Vigo Mortensen foi indicado pelo papel? ou so ano que vem? Pq merece muito!
Larissa
Obrigado pelo comentário e seja bem vinda
Sim, foi indicado, mas as chances de ganhar são poucas!
Abraço
Boa critica q consegui mostrar as virtudes do filme parabens
Dilei Brito
Bem vindo
Obrigado pelo elogio ao texto. Este é o maior prêmio que alguém que escreve sobre cinema pode receber
Abraços e se puder de uma curtida na nossa página no Facebook
Abraço
parado demais… arrastado, lento… muita filosofia e pouca historia… esta alem da minha capacidade de admirar um filme
Evilene
Bem vindo
Eu acredito!
Abraço
k k k k k k k k k Rodrigo mandou bem
Bom filme, tem esse lado crítico do ponto de vista social, mas fora isso tb é legal pq tem uma história boa e os atores estão muito bem! Recomendo!
Sanepovisk
Bem vindo
Obrigado pelo comentário.Que bom que o filme agradou
Abraço
O filme é um road movie divertido, mas que também faz pensar. A transformação de Tony de um conservador racista em alguém mais tolerante é um dos caminhos percorridos, mas não o único. Shirley também muda ao embarcar na jornada ao lado do motorista.

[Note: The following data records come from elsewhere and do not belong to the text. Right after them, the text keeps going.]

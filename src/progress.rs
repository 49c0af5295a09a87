//! Progress metadata and the progress-tagged results a [`Stream`](crate::Stream) yields.
//!
//! `Progress` is advisory. Nothing checks that `current` grows between
//! emissions or stays below `total`; producers decide what the numbers mean.

#[cfg(feature = "serde")]
use serde::{Deserialize, Serialize};

/// Optional `{ current, total }` position attached to an emission.
#[derive(Debug, Clone, Copy, PartialEq, Eq, Hash, Default)]
#[cfg_attr(feature = "serde", derive(Serialize, Deserialize))]
pub struct Progress {
    /// How far the producer has come.
    pub current: Option<u64>,
    /// How far the producer expects to go.
    pub total: Option<u64>,
}

impl Progress {
    /// No progress information.
    pub const fn none() -> Self {
        Self {
            current: None,
            total: None,
        }
    }

    /// Both position and expected length.
    pub const fn new(current: u64, total: u64) -> Self {
        Self {
            current: Some(current),
            total: Some(total),
        }
    }

    /// Position only, length unknown.
    pub const fn at(current: u64) -> Self {
        Self {
            current: Some(current),
            total: None,
        }
    }

    /// `{ current: 1, total: 1 }`, the tag of a single-shot emission.
    pub const fn single() -> Self {
        Self::new(1, 1)
    }
}

/// A result tagged with the progress at which it was produced.
///
/// # Examples
///
/// ```
/// use undertow::{Emission, Progress};
///
/// let emission = Emission::<_, String>::success(10, Progress::new(1, 4));
/// let doubled = emission.map(|x| x * 2);
///
/// assert_eq!(doubled.result, Ok(20));
/// assert_eq!(doubled.progress, Progress::new(1, 4));
/// ```
#[derive(Debug, Clone, PartialEq, Eq)]
#[cfg_attr(feature = "serde", derive(Serialize, Deserialize))]
pub struct Emission<T, E> {
    /// The outcome carried by this emission.
    pub result: Result<T, E>,
    /// Where the producer was when it emitted.
    pub progress: Progress,
}

impl<T, E> Emission<T, E> {
    /// Tag an outcome with progress.
    pub fn new(result: Result<T, E>, progress: Progress) -> Self {
        Self { result, progress }
    }

    /// A successful emission.
    pub fn success(value: T, progress: Progress) -> Self {
        Self::new(Ok(value), progress)
    }

    /// A failed emission.
    pub fn failure(error: E, progress: Progress) -> Self {
        Self::new(Err(error), progress)
    }

    /// Returns true if this emission carries a failure.
    pub fn is_failure(&self) -> bool {
        self.result.is_err()
    }

    /// Transform a success value, keeping the progress tag.
    pub fn map<U, F>(self, f: F) -> Emission<U, E>
    where
        F: FnOnce(T) -> U,
    {
        Emission {
            result: self.result.map(f),
            progress: self.progress,
        }
    }

    /// Transform a failure, keeping the progress tag.
    pub fn map_err<E2, F>(self, f: F) -> Emission<T, E2>
    where
        F: FnOnce(E) -> E2,
    {
        Emission {
            result: self.result.map_err(f),
            progress: self.progress,
        }
    }

    /// Drop the progress tag.
    pub fn into_result(self) -> Result<T, E> {
        self.result
    }
}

Green Book – O Guia é um caso que se vale do selo de “história real” para se aproximar do público com uma narrativa sobre aceitação (de si mesmo e do outro). Assim como Fargo, o “baseado em uma história real” que acompanha Green Book pode ser uma forma de manipulação sentimental, o que não é nenhum absurdo em uma arte que se vale na sua essência da capacidade de brincar com a percepção do público – desde que os irmãos Lumière fizeram a plateia temer por suas vidas com a exibição de A Chegada do Trem na Estação.
Com a discussão racial muito mais aprofundada de hoje, dificilmente Green Book: O Guia terá o mesmo ápice que Conduzindo Miss Daisy alcançou; o Muro de Berlim jamais foi reerguido (e querem erguer outro parecido em uma fronteira); a “Tolerância Zero” desmedida de George H. W. Bush não parece ter encontrado uma solução além de segregar ainda mais; e um filme de Spike Lee (Infiltrado na Klan) está indicado ao Oscar como um dos favoritos – além do próprio Lee como Melhor Diretor pela primeira vez. Novos tempos!